பெண் குடித்திருந்ததால் பெண்ணை வன்புணர்வு செய்ததற்கு தண்டனைஇல்லை- துபாய் ஷரியா சட்டம்

UAE women want justice in controversial gang rape case

 | 2 October 2012 | 0 Comments
Women in UAE face uphill battle against sexual violence.
DUBAI: A case of four men, two Emiratis and two Arabs, of taking a woman into the desert, drinking and raping her has sparked concern among women in the small Gulf country after the men’s defense lawyer, a woman, put forward an argument that the woman was drinking and smoking with them before “having sex with the men.”
The lawyer said the charges are unfounded on the grounds the woman first said she was raped by 6 men because she was drunk.
She said the woman had also said during hearings that she smoked and took off all her jewelry while she was being raped.
“The lawyer also referred to a medical report showing that there was no evidence of rape. The lawyer then asked for the acquittal of the defendants,” the Arabic language daily Emarat Al Youm said.
The unidentified woman had told police she was leaving a hotel in the capital at night when two Emiratis, including her friend, stopped and offered her a lift.
Instead of taking her home, she told the court they treated her roughly inside the car and forced her to come with them to a desert area outside the city.
There, they raped her and then invited two other friends, from another Gulf country, to also rape the woman.
Women are angry because they believe the court will side with the defense because there are no noticeable signs of rape.
Mona Hassan, a Tunisian doctor living in Abu Dhabi who has worked with rape victims in the city, told that “it is the unfortunate reality that the men will most likely get off because they were not overly violent and got the woman drunk before forcing her to have sex with them.”
She said that under Emirati law, without a discernible violent entry, there “really is no case. Not to mention the fact the woman was drunk, which is already a step against her.”
Making matters worse still, other female activists argue is that two of the defendants are Emirati nationals. Courts in the past have been unwilling to punish Emirati men for violent crimes against women, much to the anger of women’s activists in the country.
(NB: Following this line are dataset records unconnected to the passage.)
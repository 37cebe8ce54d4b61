//! Per-agent polling loop.
//!
//! Each tick the runner reads the session and the agent's bid statistics,
//! builds a snapshot, asks the strategy for an action and bids when told to.
//! Store failures never end the loop; only the cancellation flag does.

use chrono::{DateTime, Duration, Utc};
use rust_decimal::prelude::ToPrimitive;
use rust_decimal::Decimal;
use std::sync::atomic::{AtomicBool, Ordering};
use std::sync::Arc;
use tracing::{debug, info, warn};
use uuid::Uuid;

use super::AgentKey;
use crate::auction::Auctioneer;
use crate::error::StoreError;
use crate::storage::AuctionStore;
use crate::strategy::rules::Action;
use crate::strategy::snapshot::{Snapshot, Thresholds};
use crate::strategy::Strategy;
use crate::types::Session;

// ---------------------------------------------------------------------------
// Snapshot building
// ---------------------------------------------------------------------------

/// Raw store reads for one tick.
#[derive(Debug, Clone)]
pub struct Observation {
    pub session: Session,
    pub my_bid_count: i64,
    pub since_my_last_bid: Option<Duration>,
    pub participants: i64,
}

fn to_f64(value: Decimal) -> f64 {
    value.to_f64().unwrap_or(0.0)
}

/// Derive the snapshot `user_id` sees at `now`.
pub fn build_snapshot(
    user_id: i64,
    thresholds: Thresholds,
    observation: &Observation,
    now: DateTime<Utc>,
) -> Snapshot {
    let session = &observation.session;
    let since_start = now - session.start_time;

    let (winner, step_number, since_last_step) = match &session.last_bid {
        Some(bid) => (bid.provider_id, bid.sequence, now - bid.placed_at),
        None => (0, 0, since_start),
    };

    let steps_till_zero = if session.step_percent <= Decimal::ZERO {
        i64::MAX
    } else {
        Decimal::ONE_HUNDRED
            .checked_div(session.step_percent)
            .and_then(|steps| steps.floor().to_i64())
            .map_or(i64::MAX, |steps| steps - step_number)
    };

    Snapshot {
        is_on_additional_purchase: session.in_additional_purchase,
        current_winner_id: winner,
        my_id: user_id,
        my_current_bid_count: observation.my_bid_count,
        current_step_number: step_number,
        steps_till_zero,
        current_price: to_f64(session.current_price),
        current_discount: to_f64(session.start_price - session.current_price),
        time_since_last_step: since_last_step,
        time_since_my_last_bid: observation.since_my_last_bid.unwrap_or(since_start),
        step_size: session.step_size().map_or(f64::MAX, to_f64),
        time_since_start: since_start,
        time_till_end: session.remaining_at(now),
        participants_count: observation.participants,
        thresholds,
    }
}

// ---------------------------------------------------------------------------
// Runner
// ---------------------------------------------------------------------------

pub struct AgentRunner {
    pub key: AgentKey,
    pub run_id: Uuid,
    pub strategy: Strategy,
    pub thresholds: Thresholds,
    pub store: Arc<dyn AuctionStore>,
    pub auctioneer: Arc<Auctioneer>,
    pub cancel: Arc<AtomicBool>,
}

impl AgentRunner {
    /// Poll until cancelled. The flag is read once per tick, so a stop takes
    /// effect within one tick interval.
    pub async fn run(self) {
        info!(
            session_id = self.key.session_id,
            user_id = self.key.user_id,
            run_id = %self.run_id,
            strategy = %self.strategy.name,
            tick_secs = self.strategy.tick.as_secs(),
            "Agent loop started"
        );

        loop {
            if self.cancel.load(Ordering::SeqCst) {
                break;
            }
            self.tick().await;
            tokio::time::sleep(self.strategy.tick).await;
        }

        info!(
            session_id = self.key.session_id,
            user_id = self.key.user_id,
            run_id = %self.run_id,
            "Agent loop stopped"
        );
    }

    /// One decision: observe, evaluate, maybe bid.
    async fn tick(&self) {
        let observation = match self.observe().await {
            Ok(Some(observation)) => observation,
            Ok(None) => {
                warn!(
                    session_id = self.key.session_id,
                    run_id = %self.run_id,
                    "Session not found, skipping tick"
                );
                return;
            }
            Err(e) => {
                warn!(
                    session_id = self.key.session_id,
                    run_id = %self.run_id,
                    error = %e,
                    "Store read failed, skipping tick"
                );
                return;
            }
        };

        if !observation.session.is_active() {
            debug!(
                session_id = self.key.session_id,
                status = %observation.session.status,
                "Session closed, nothing to do"
            );
            return;
        }

        let snapshot = build_snapshot(self.key.user_id, self.thresholds, &observation, Utc::now());
        let action = self.strategy.decide(&snapshot);
        debug!(
            session_id = self.key.session_id,
            user_id = self.key.user_id,
            action = %action,
            price = snapshot.current_price,
            "Strategy evaluated"
        );

        if action != Action::Bet {
            return;
        }

        if let Err(e) = self
            .auctioneer
            .make_bid(self.key.session_id, self.key.user_id)
            .await
        {
            warn!(
                session_id = self.key.session_id,
                user_id = self.key.user_id,
                run_id = %self.run_id,
                error = %e,
                "Agent bid rejected"
            );
        }
    }

    async fn observe(&self) -> Result<Option<Observation>, StoreError> {
        let AgentKey { session_id, user_id } = self.key;
        let Some(session) = self.store.get_session(session_id).await? else {
            return Ok(None);
        };
        let my_bid_count = self.store.count_bids(session_id, user_id).await?;
        let since_my_last_bid = self.store.time_since_last_bid(session_id, user_id).await?;
        let participants = self.store.count_distinct_bidders(session_id).await?;

        Ok(Some(Observation {
            session,
            my_bid_count,
            since_my_last_bid,
            participants,
        }))
    }
}

// ---------------------------------------------------------------------------
// Tests
// ---------------------------------------------------------------------------

#[cfg(test)]
mod tests {
    use super::*;
    use crate::storage::memory::InMemoryStore;
    use crate::strategy::presets;
    use crate::types::Bid;
    use rust_decimal_macros::dec;

    fn observation(session: Session) -> Observation {
        Observation {
            session,
            my_bid_count: 0,
            since_my_last_bid: None,
            participants: 0,
        }
    }

    fn thresholds() -> Thresholds {
        Thresholds::new(20.0, 50.0, 80.0)
    }

    #[test]
    fn test_snapshot_before_any_bid() {
        let session = Session::sample();
        let now = session.start_time + Duration::minutes(10);
        let s = build_snapshot(42, thresholds(), &observation(session), now);

        assert_eq!(s.my_id, 42);
        assert_eq!(s.current_winner_id, 0);
        assert_eq!(s.current_step_number, 0);
        assert_eq!(s.steps_till_zero, 10);
        assert_eq!(s.current_price, 100.0);
        assert_eq!(s.current_discount, 0.0);
        assert_eq!(s.step_size, 10.0);
        assert_eq!(s.time_since_start, Duration::minutes(10));
        assert_eq!(s.time_since_last_step, Duration::minutes(10));
        assert_eq!(s.time_since_my_last_bid, Duration::minutes(10));
        assert_eq!(s.time_till_end, Duration::minutes(50));
        assert!(!s.is_on_additional_purchase);
        assert_eq!(s.thresholds, thresholds());
    }

    #[test]
    fn test_snapshot_after_bids() {
        let mut session = Session::sample();
        session.current_price = dec!(70);
        session.last_bid = Some(Bid {
            id: 9,
            session_id: session.id,
            provider_id: 5,
            sequence: 2,
            placed_at: session.start_time + Duration::minutes(20),
            resulting_price: dec!(70),
            automated: false,
        });
        let now = session.start_time + Duration::minutes(30);
        let obs = Observation {
            session,
            my_bid_count: 2,
            since_my_last_bid: Some(Duration::minutes(15)),
            participants: 2,
        };
        let s = build_snapshot(42, thresholds(), &obs, now);

        assert_eq!(s.current_winner_id, 5);
        assert_eq!(s.current_step_number, 2);
        assert_eq!(s.steps_till_zero, 8);
        assert_eq!(s.current_discount, 30.0);
        assert_eq!(s.time_since_last_step, Duration::minutes(10));
        assert_eq!(s.time_since_my_last_bid, Duration::minutes(15));
        assert_eq!(s.my_current_bid_count, 2);
        assert_eq!(s.participants_count, 2);
    }

    #[test]
    fn test_steps_till_zero_rounds_down_and_handles_zero_step() {
        let mut session = Session::sample();
        session.step_percent = dec!(7.3);
        let now = session.start_time;
        let steps = |session: &Session| {
            build_snapshot(1, thresholds(), &observation(session.clone()), now).steps_till_zero
        };
        assert_eq!(steps(&session), 13);

        session.step_percent = Decimal::ZERO;
        assert_eq!(steps(&session), i64::MAX);
    }

    #[test]
    fn test_extreme_decimals_saturate() {
        let mut session = Session::sample();
        let now = session.start_time;

        // 100 / 1e-28 does not fit in a Decimal
        session.step_percent = Decimal::new(1, 28);
        let s = build_snapshot(1, thresholds(), &observation(session.clone()), now);
        assert_eq!(s.steps_till_zero, i64::MAX);

        session.step_percent = dec!(10);
        session.start_price = Decimal::MAX;
        let s = build_snapshot(1, thresholds(), &observation(session), now);
        assert_eq!(s.step_size, f64::MAX);
    }

    #[test]
    fn test_time_till_end_goes_negative() {
        let session = Session::sample();
        let now = session.end_time() + Duration::seconds(30);
        let s = build_snapshot(1, thresholds(), &observation(session), now);
        assert_eq!(s.time_till_end, Duration::seconds(-30));
    }

    fn runner(store: Arc<InMemoryStore>, session_id: i64, user_id: i64) -> AgentRunner {
        AgentRunner {
            key: AgentKey { session_id, user_id },
            run_id: Uuid::new_v4(),
            strategy: presets::waiting(),
            thresholds: thresholds(),
            store: store.clone(),
            auctioneer: Arc::new(Auctioneer::new(store)),
            cancel: Arc::new(AtomicBool::new(false)),
        }
    }

    #[tokio::test]
    async fn test_tick_bids_when_strategy_says_so() {
        let store = Arc::new(InMemoryStore::new());
        let session = store.insert_session(Session::sample()).await;

        // Waiting enters once: first tick bids, second waits
        let agent = runner(store.clone(), session.id, 8);
        agent.tick().await;
        assert_eq!(store.bids_for(session.id).await.len(), 1);
        agent.tick().await;
        assert_eq!(store.bids_for(session.id).await.len(), 1);
    }

    #[tokio::test]
    async fn test_tick_survives_store_failure() {
        let store = Arc::new(InMemoryStore::new());
        let session = store.insert_session(Session::sample()).await;
        let agent = runner(store.clone(), session.id, 8);

        store.set_error("disk full");
        agent.tick().await;
        store.clear_error();
        assert!(store.bids_for(session.id).await.is_empty());

        agent.tick().await;
        assert_eq!(store.bids_for(session.id).await.len(), 1);
    }

    #[tokio::test]
    async fn test_cancelled_runner_exits() {
        let store = Arc::new(InMemoryStore::new());
        let session = store.insert_session(Session::sample()).await;
        let agent = runner(store.clone(), session.id, 8);
        agent.cancel.store(true, Ordering::SeqCst);

        agent.run().await;
        assert!(store.bids_for(session.id).await.is_empty());
    }
}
“We need something to be done in this kind of thing. The court is saying that a man’s word is stronger than a woman’s, who faced the ultimate violation of her body,” women’s rights activist and social worker Aziza AbdelHamed told “This could set a precedent that means men can find women alone and rape them and not face jail because nobody can corroborate the woman’s story. It is horrible.”
Violent crimes against women in the UAE are not uncommon, but women in the country argue police do too little when women come forward, often demanding to know what they said, or what they were wearing before filing a case against the perpetrator.